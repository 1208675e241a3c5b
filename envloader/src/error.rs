//! Error types for loading configuration

/// Boxed error returned by a [`SecretStore`](crate::SecretStore).
pub type BoxError = Box<dyn std::error::Error + Send + Sync + 'static>;

/// Errors that can occur while loading a configuration record.
///
/// Every variant aborts the load. Fields bound before the failing one keep
/// the values written into them, so a record that produced an error must not
/// be trusted.
#[derive(Debug, thiserror::Error)]
pub enum EnvError {
    /// The remote secret could not be retrieved.
    ///
    /// Raised before any field is bound.
    #[error("Failed to fetch secret '{secret_name}': {source}")]
    SecretFetch {
        /// Value of `SECRET_NAME` at load time
        secret_name: String,
        /// Error reported by the secret store
        source: BoxError,
    },

    /// The remote secret is not a flat JSON object of string values.
    ///
    /// Raised before any field is bound.
    #[error("Secret '{secret_name}' is not a JSON object of string values: {source}")]
    SecretParse {
        /// Value of `SECRET_NAME` at load time
        secret_name: String,
        /// Underlying JSON error
        source: serde_json::Error,
    },

    /// A resolved value is not a valid literal of the field's type.
    #[error("env \"{key}\", fieldname \"{field}\": cannot parse as {type_name}: {message}")]
    Format {
        /// Lookup key of the field
        key: String,
        /// Field name as declared in the struct
        field: String,
        /// Type the value was parsed into
        type_name: String,
        /// Message from the parser
        message: String,
    },

    /// A resolved numeric value does not fit the field's width.
    #[error("env \"{key}\", fieldname \"{field}\": value out of range for {type_name}: {message}")]
    Range {
        /// Lookup key of the field
        key: String,
        /// Field name as declared in the struct
        field: String,
        /// Type the value was parsed into
        type_name: String,
        /// Message from the parser
        message: String,
    },

    /// A required field resolved to nothing.
    #[error("env \"{key}\", fieldname \"{field}\" must be defined")]
    Missing {
        /// Lookup key of the field
        key: String,
        /// Field name as declared in the struct
        field: String,
    },
}

impl EnvError {
    /// Create a format error for a value parsed as `T`
    #[doc(hidden)]
    pub fn format_error<T>(
        key: impl Into<String>,
        field: impl Into<String>,
        message: impl std::fmt::Display,
    ) -> Self {
        Self::Format {
            key: key.into(),
            field: field.into(),
            type_name: std::any::type_name::<T>().to_string(),
            message: message.to_string(),
        }
    }

    /// Create a range error for a value parsed as `T`
    #[doc(hidden)]
    pub fn range_error<T>(
        key: impl Into<String>,
        field: impl Into<String>,
        message: impl std::fmt::Display,
    ) -> Self {
        Self::Range {
            key: key.into(),
            field: field.into(),
            type_name: std::any::type_name::<T>().to_string(),
            message: message.to_string(),
        }
    }

    /// Create a missing required field error
    #[doc(hidden)]
    pub fn missing(key: impl Into<String>, field: impl Into<String>) -> Self {
        Self::Missing {
            key: key.into(),
            field: field.into(),
        }
    }

    /// Lookup key of the field that failed, if the error is field-specific.
    pub fn key(&self) -> Option<&str> {
        match self {
            Self::Format { key, .. } | Self::Range { key, .. } | Self::Missing { key, .. } => {
                Some(key)
            }
            Self::SecretFetch { .. } | Self::SecretParse { .. } => None,
        }
    }
}
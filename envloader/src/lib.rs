//! Bind environment variables into typed configuration structs
//!
//! `envloader` fills a struct from the process environment, optionally seeded
//! from dotenv files and overlaid with one remote JSON secret. It is meant
//! for process startup: read once, check required fields, fail fast.
//!
//! # Features
//!
//! - **Declarative**: `#[derive(EnvLoad)]` with one `#[env = "..."]` directive per field
//! - **Remote secrets**: one JSON object fetched through a [`SecretStore`]
//! - **Dotenv seeding**: `KEY=VALUE` files fill unset variables before binding
//! - **Type-safe**: unsupported field types are rejected at compile time
//!
//! # Directives
//!
//! `#[env = "<key>[,optional][,default=<literal>]"]`
//!
//! - `key`: lookup name in the environment and the secret. Defaults to the field name.
//! - `optional`: the field may stay empty.
//! - `default=<literal>`: used when neither the secret nor the environment has a
//!   non-empty value. Everything after the first `=` is the literal.
//!
//! # Precedence
//!
//! 1. Secret value, if non-empty
//! 2. Environment variable, if non-empty
//! 3. Declared default
//!
//! A `String` field the caller already filled is left alone.
//!
//! # Value Parsing
//!
//! - `String`: assigned as is
//! - `i8`, `i16`, `i32`, `i64`, `isize`, `f32`, `f64`: base-10 literal of that width
//! - `Vec<_>` of the above: split on single spaces, each token parsed as its element type
//!
//! # Example
//!
//! ```rust
//! use envloader::EnvLoad;
//!
//! #[derive(Debug, Default, EnvLoad)]
//! struct Config {
//!     #[env = "first_name"]
//!     pub first_name: String,
//!
//!     #[env = "last_name,optional,default=Bavarian"]
//!     pub last_name: String,
//!
//!     #[env = "PORTS,default=80 443"]
//!     pub ports: Vec<i32>,
//! }
//!
//! # fn main() -> Result<(), envloader::EnvError> {
//! #     std::env::set_var("first_name", "Bava");
//! let config = Config::from_env()?;
//! assert_eq!(config.first_name, "Bava");
//! assert_eq!(config.last_name, "Bavarian");
//! assert_eq!(config.ports, vec![80, 443]);
//! #     Ok(())
//! # }
//! ```
//!
//! # Remote secrets
//!
//! When a [`SecretStore`] is configured and `SECRET_NAME` is non-empty, the
//! secret is fetched once per load (with `REGION` passed along) and parsed as
//! a JSON object of strings. Enable the `aws` feature for
//! `AwsSecretsManager`.
//!
//! ```rust
//! use envloader::{BoxError, EnvLoad, Loader};
//!
//! #[derive(Debug, Default, EnvLoad)]
//! struct Config {
//!     #[env = "api_key"]
//!     pub api_key: String,
//! }
//!
//! # fn main() -> Result<(), envloader::EnvError> {
//! #     std::env::set_var("SECRET_NAME", "prod/app");
//! let store = |_name: &str, _region: &str| -> Result<String, BoxError> {
//!     Ok(r#"{"api_key":"s3cr3t"}"#.to_string())
//! };
//!
//! let mut config = Config::default();
//! Loader::new().secret_store(store).load(&mut config)?;
//! assert_eq!(config.api_key, "s3cr3t");
//! #     std::env::remove_var("SECRET_NAME");
//! #     Ok(())
//! # }
//! ```

#[cfg(feature = "aws")]
mod aws;
mod bind;
mod coerce;
mod error;
mod loader;
mod resolve;
mod secrets;
mod tag;

#[cfg(feature = "aws")]
pub use aws::AwsSecretsManager;
pub use bind::{Binder, EnvLoad, FieldDecl};
pub use coerce::{split_sequence, FieldValue, Scalar, ScalarError};
pub use envloader_derive::EnvLoad;
pub use error::{BoxError, EnvError};
pub use loader::{load, Loader};
pub use resolve::{choose, resolve, Resolved, Source};
pub use secrets::{SecretStore, Secrets, REGION_VAR, SECRET_NAME_VAR};
pub use tag::BindingSpec;
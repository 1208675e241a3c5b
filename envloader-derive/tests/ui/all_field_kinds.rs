// Every supported field kind, with and without directives

use envloader::EnvLoad;

#[derive(Debug, Default, EnvLoad)]
struct Config {
    pub name: String,
    #[env = "I8,optional"]
    pub small: i8,
    #[env = "I16,optional"]
    pub short: i16,
    #[env = "I32,optional"]
    pub int: i32,
    #[env = "I64,optional"]
    pub long: i64,
    #[env = "ISIZE,optional"]
    pub word: isize,
    #[env = "F32,optional"]
    pub single: f32,
    #[env = "F64,optional"]
    pub double: f64,
    #[env = "STRINGS,optional"]
    pub strings: Vec<String>,
    #[env = "I8S,optional"]
    pub smalls: Vec<i8>,
    #[env = "I64S,optional"]
    pub longs: Vec<i64>,
    #[env = "F32S,optional"]
    pub singles: Vec<f32>,
    #[env = "F64S,optional"]
    pub doubles: Vec<f64>,
}

fn main() {
    std::env::set_var("name", "ui");
    let config = Config::from_env().unwrap();
    assert_eq!(config.name, "ui");
}
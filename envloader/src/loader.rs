//! Entry points tying file seeding, secret fetching and binding together.

use crate::bind::{Binder, EnvLoad};
use crate::error::EnvError;
use crate::secrets::{fetch_secrets, SecretStore};
use std::fmt;
use std::path::{Path, PathBuf};

/// Load options: dotenv files to seed and an optional secret store.
///
/// ```rust
/// use envloader::{EnvLoad, Loader};
///
/// #[derive(Debug, Default, EnvLoad)]
/// struct Config {
///     #[env = "LOADER_DOC_HOST,default=localhost"]
///     host: String,
/// }
///
/// # fn main() -> Result<(), envloader::EnvError> {
/// let mut config = Config::default();
/// Loader::new().file(".env").load(&mut config)?;
/// # std::env::remove_var("LOADER_DOC_HOST");
/// # Ok(())
/// # }
/// ```
#[derive(Default)]
pub struct Loader {
    files: Vec<PathBuf>,
    secret_store: Option<Box<dyn SecretStore>>,
}

impl fmt::Debug for Loader {
    fn fmt(&self, f: &mut fmt::Formatter<'_>) -> fmt::Result {
        f.debug_struct("Loader")
            .field("files", &self.files)
            .field("secret_store", &self.secret_store.is_some())
            .finish()
    }
}

impl Loader {
    /// No files, no secret store.
    pub fn new() -> Self {
        Self::default()
    }

    /// Seed the environment from a dotenv file before binding.
    pub fn file(mut self, path: impl AsRef<Path>) -> Self {
        self.files.push(path.as_ref().to_path_buf());
        self
    }

    /// Seed the environment from several dotenv files, in order.
    pub fn files<I, P>(mut self, paths: I) -> Self
    where
        I: IntoIterator<Item = P>,
        P: AsRef<Path>,
    {
        self.files
            .extend(paths.into_iter().map(|p| p.as_ref().to_path_buf()));
        self
    }

    /// Fetch the secret named by `SECRET_NAME` from `store` before binding.
    pub fn secret_store(mut self, store: impl SecretStore + 'static) -> Self {
        self.secret_store = Some(Box::new(store));
        self
    }

    /// Load `target` in place.
    ///
    /// Seeds the process environment from the configured files, fetches the
    /// secret if a store is configured and `SECRET_NAME` is set, then binds
    /// every field. Seeding writes to the process-wide environment, so loads
    /// with different file sets must not run concurrently.
    ///
    /// # Errors
    ///
    /// - The secret cannot be fetched or is not a flat JSON object of strings
    /// - A value cannot be parsed into its field's type
    /// - A required field resolves to nothing
    ///
    /// Fields bound before the failing one keep their new values.
    pub fn load<T>(&self, target: &mut T) -> Result<(), EnvError>
    where
        T: EnvLoad + ?Sized,
    {
        seed_env(&self.files);

        let secrets = match &self.secret_store {
            Some(store) => fetch_secrets(store.as_ref())?,
            None => None,
        };

        let mut binder = Binder::new(secrets.as_ref());
        target.bind_fields(&mut binder)
    }
}

/// Load `target` from the environment alone: no files, no secret store.
pub fn load<T>(target: &mut T) -> Result<(), EnvError>
where
    T: EnvLoad + ?Sized,
{
    Loader::new().load(target)
}

/// Existing variables win over file entries. Unreadable files are skipped.
fn seed_env(files: &[PathBuf]) {
    for path in files {
        match dotenvy::from_path(path) {
            Ok(()) => tracing::debug!(path = %path.display(), "seeded environment"),
            Err(e) => tracing::debug!(path = %path.display(), error = %e, "skipping env file"),
        }
    }
}
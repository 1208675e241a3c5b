//! AWS Secrets Manager backed [`SecretStore`].

use crate::error::BoxError;
use crate::secrets::SecretStore;
use aws_config::{BehaviorVersion, Region, SdkConfig};
use aws_sdk_secretsmanager::error::DisplayErrorContext;

/// Reads secrets from AWS Secrets Manager.
///
/// Each fetch runs on its own current-thread runtime, so it must not be
/// called from inside an async context.
#[derive(Debug, Clone, Default)]
pub struct AwsSecretsManager {
    sdk_config: Option<SdkConfig>,
}

impl AwsSecretsManager {
    /// Use the default AWS configuration chain, with `REGION` as the region.
    pub fn new() -> Self {
        Self::default()
    }

    /// Use a pre-built SDK configuration; `REGION` is then ignored.
    pub fn with_config(sdk_config: SdkConfig) -> Self {
        Self {
            sdk_config: Some(sdk_config),
        }
    }

    async fn fetch_async(&self, secret_name: &str, region: &str) -> Result<String, BoxError> {
        let sdk_config = match &self.sdk_config {
            Some(config) => config.clone(),
            None => {
                let mut loader = aws_config::defaults(BehaviorVersion::latest());
                if !region.is_empty() {
                    loader = loader.region(Region::new(region.to_string()));
                }
                loader.load().await
            }
        };

        let client = aws_sdk_secretsmanager::Client::new(&sdk_config);
        let output = client
            .get_secret_value()
            .secret_id(secret_name)
            .send()
            .await
            .map_err(|e| format!("GetSecretValue failed: {}", DisplayErrorContext(&e)))?;

        output
            .secret_string()
            .map(str::to_string)
            .ok_or_else(|| format!("secret '{}' has no string value", secret_name).into())
    }
}

impl SecretStore for AwsSecretsManager {
    fn fetch(&self, secret_name: &str, region: &str) -> Result<String, BoxError> {
        let runtime = tokio::runtime::Builder::new_current_thread()
            .enable_all()
            .build()?;
        runtime.block_on(self.fetch_async(secret_name, region))
    }
}
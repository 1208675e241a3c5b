// A struct without fields always loads

use envloader::EnvLoad;

#[derive(Debug, Default, EnvLoad)]
struct Nothing {}

fn main() {
    Nothing::from_env().unwrap();
}
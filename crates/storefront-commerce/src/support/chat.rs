//! Customer support chat with simulated counselor replies.
//!
//! Nothing runs in the background: connecting and replying are scheduled
//! events that [`ChatSession::poll`] delivers once their time has come.
//! A reply already in flight is delivered even after the chat ends; dropping
//! the session drops whatever is still pending.

use std::time::{Duration, Instant};

use serde::Serialize;

/// Delay between starting a chat and the counselor connecting.
pub const CONNECT_DELAY: Duration = Duration::from_secs(2);
/// Delay before the counselor answers a message.
pub const REPLY_DELAY: Duration = Duration::from_secs(1);

const CONNECTED_TEXT: &str = "A counselor has joined the chat. How can we help you?";
const REPLY_TEXT: &str = "Thanks for reaching out. Let me check that for you.";
const ENDED_TEXT: &str = "The chat has ended.";

#[derive(Debug, Clone, Copy, PartialEq, Eq, Serialize)]
pub enum ChatSender {
    System,
    User,
    Counselor,
}

#[derive(Debug, Clone, Copy, PartialEq, Eq, Serialize, Default)]
pub enum ChatStatus {
    #[default]
    Idle,
    Connecting,
    Connected,
    Ended,
}

#[derive(Debug, Clone, PartialEq, Eq, Serialize)]
pub struct ChatMessage {
    pub sender: ChatSender,
    pub text: String,
}

impl ChatMessage {
    fn new(sender: ChatSender, text: impl Into<String>) -> Self {
        Self {
            sender,
            text: text.into(),
        }
    }
}

#[derive(Debug, Clone, Copy, PartialEq, Eq)]
enum Pending {
    Connect,
    Reply,
}

/// A support chat transcript plus its scheduled events.
#[derive(Debug, Default)]
pub struct ChatSession {
    status: ChatStatus,
    messages: Vec<ChatMessage>,
    pending: Vec<(Instant, Pending)>,
}

impl ChatSession {
    pub fn new() -> Self {
        Self::default()
    }

    pub fn status(&self) -> ChatStatus {
        self.status
    }

    pub fn messages(&self) -> &[ChatMessage] {
        &self.messages
    }

    /// Number of events still waiting to be delivered.
    pub fn pending_events(&self) -> usize {
        self.pending.len()
    }

    /// Request a counselor. Ignored unless the chat is idle or has ended.
    pub fn start(&mut self, now: Instant) -> bool {
        if !matches!(self.status, ChatStatus::Idle | ChatStatus::Ended) {
            return false;
        }
        self.status = ChatStatus::Connecting;
        self.schedule(now + CONNECT_DELAY, Pending::Connect);
        tracing::debug!("support chat connecting");
        true
    }

    /// Send a message to the counselor.
    ///
    /// The text is trimmed; blank messages and messages sent while not
    /// connected are ignored. Returns whether the message was sent.
    pub fn send(&mut self, text: &str, now: Instant) -> bool {
        let text = text.trim();
        if text.is_empty() || self.status != ChatStatus::Connected {
            return false;
        }
        self.messages.push(ChatMessage::new(ChatSender::User, text));
        self.schedule(now + REPLY_DELAY, Pending::Reply);
        true
    }

    /// Deliver every event due at `now`, in schedule order. Returns how many
    /// messages were added.
    pub fn poll(&mut self, now: Instant) -> usize {
        let due = self.pending.iter().take_while(|(at, _)| *at <= now).count();
        let delivered: Vec<Pending> = self.pending.drain(..due).map(|(_, e)| e).collect();
        for event in &delivered {
            match event {
                Pending::Connect => {
                    self.status = ChatStatus::Connected;
                    self.messages
                        .push(ChatMessage::new(ChatSender::System, CONNECTED_TEXT));
                }
                Pending::Reply => {
                    self.messages
                        .push(ChatMessage::new(ChatSender::Counselor, REPLY_TEXT));
                }
            }
        }
        delivered.len()
    }

    /// End the chat. A counselor still connecting never joins; replies
    /// already scheduled still arrive.
    pub fn disconnect(&mut self) {
        if self.status == ChatStatus::Idle || self.status == ChatStatus::Ended {
            return;
        }
        self.pending.retain(|(_, event)| *event != Pending::Connect);
        self.status = ChatStatus::Ended;
        self.messages
            .push(ChatMessage::new(ChatSender::System, ENDED_TEXT));
        tracing::debug!(messages = self.messages.len(), "support chat ended");
    }

    fn schedule(&mut self, at: Instant, event: Pending) {
        // Keep the queue sorted; equal times stay in insertion order.
        let pos = self.pending.partition_point(|(t, _)| *t <= at);
        self.pending.insert(pos, (at, event));
    }
}

#[cfg(test)]
mod tests {
    use super::*;

    fn connected(t0: Instant) -> ChatSession {
        let mut chat = ChatSession::new();
        chat.start(t0);
        chat.poll(t0 + CONNECT_DELAY);
        chat
    }

    #[test]
    fn test_connects_after_delay() {
        let t0 = Instant::now();
        let mut chat = ChatSession::new();
        assert!(chat.start(t0));
        assert_eq!(chat.status(), ChatStatus::Connecting);
        assert_eq!(chat.poll(t0 + Duration::from_millis(1999)), 0);
        assert_eq!(chat.poll(t0 + CONNECT_DELAY), 1);
        assert_eq!(chat.status(), ChatStatus::Connected);
        assert_eq!(chat.messages()[0].sender, ChatSender::System);
    }

    #[test]
    fn test_send_requires_connection() {
        let t0 = Instant::now();
        let mut chat = ChatSession::new();
        assert!(!chat.send("hello", t0));
        chat.start(t0);
        assert!(!chat.send("hello", t0));
        assert!(chat.messages().is_empty());
    }

    #[test]
    fn test_reply_after_delay() {
        let t0 = Instant::now();
        let mut chat = connected(t0);
        let t1 = t0 + CONNECT_DELAY;
        assert!(chat.send("  where is my order?  ", t1));
        assert!(!chat.send("   ", t1));
        assert_eq!(chat.messages()[1].text, "where is my order?");

        assert_eq!(chat.poll(t1 + Duration::from_millis(500)), 0);
        assert_eq!(chat.poll(t1 + REPLY_DELAY), 1);
        assert_eq!(chat.messages()[2].sender, ChatSender::Counselor);
    }

    #[test]
    fn test_reply_in_flight_survives_disconnect() {
        let t0 = Instant::now();
        let mut chat = connected(t0);
        let t1 = t0 + CONNECT_DELAY;
        chat.send("hi", t1);
        assert_eq!(chat.pending_events(), 1);

        chat.disconnect();
        assert_eq!(chat.status(), ChatStatus::Ended);
        assert_eq!(chat.pending_events(), 1);
        assert_eq!(chat.messages().last().unwrap().text, ENDED_TEXT);

        assert_eq!(chat.poll(t1 + REPLY_DELAY), 1);
        assert_eq!(chat.status(), ChatStatus::Ended);
        assert_eq!(chat.messages().last().unwrap().sender, ChatSender::Counselor);
        assert!(!chat.send("still there?", t1 + REPLY_DELAY));
    }

    #[test]
    fn test_disconnect_while_connecting_cancels_connect() {
        let t0 = Instant::now();
        let mut chat = ChatSession::new();
        chat.start(t0);
        chat.disconnect();
        assert_eq!(chat.pending_events(), 0);
        assert_eq!(chat.poll(t0 + CONNECT_DELAY), 0);
        assert_eq!(chat.status(), ChatStatus::Ended);
    }

    #[test]
    fn test_replies_delivered_in_order() {
        let t0 = Instant::now();
        let mut chat = connected(t0);
        let t1 = t0 + CONNECT_DELAY;
        chat.send("one", t1);
        chat.send("two", t1 + Duration::from_millis(100));
        assert_eq!(chat.poll(t1 + Duration::from_secs(5)), 2);
        let senders: Vec<ChatSender> = chat.messages().iter().map(|m| m.sender).collect();
        assert_eq!(
            senders,
            vec![
                ChatSender::System,
                ChatSender::User,
                ChatSender::User,
                ChatSender::Counselor,
                ChatSender::Counselor,
            ]
        );
    }
}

• • •

■ How to complete this task
Once you reach the line containing "assert_eq!(chat.poll(t1 + Duration::from_secs(5)), 2);", transcribe it and each line after it through the end of the material, exactly and with nothing added.

■ Output of the task
        assert_eq!(chat.poll(t1 + Duration::from_secs(5)), 2);
        let senders: Vec<ChatSender> = chat.messages().iter().map(|m| m.sender).collect();
        assert_eq!(
            senders,
            vec![
                ChatSender::System,
                ChatSender::User,
                ChatSender::User,
                ChatSender::Counselor,
                ChatSender::Counselor,
            ]
        );
    }
}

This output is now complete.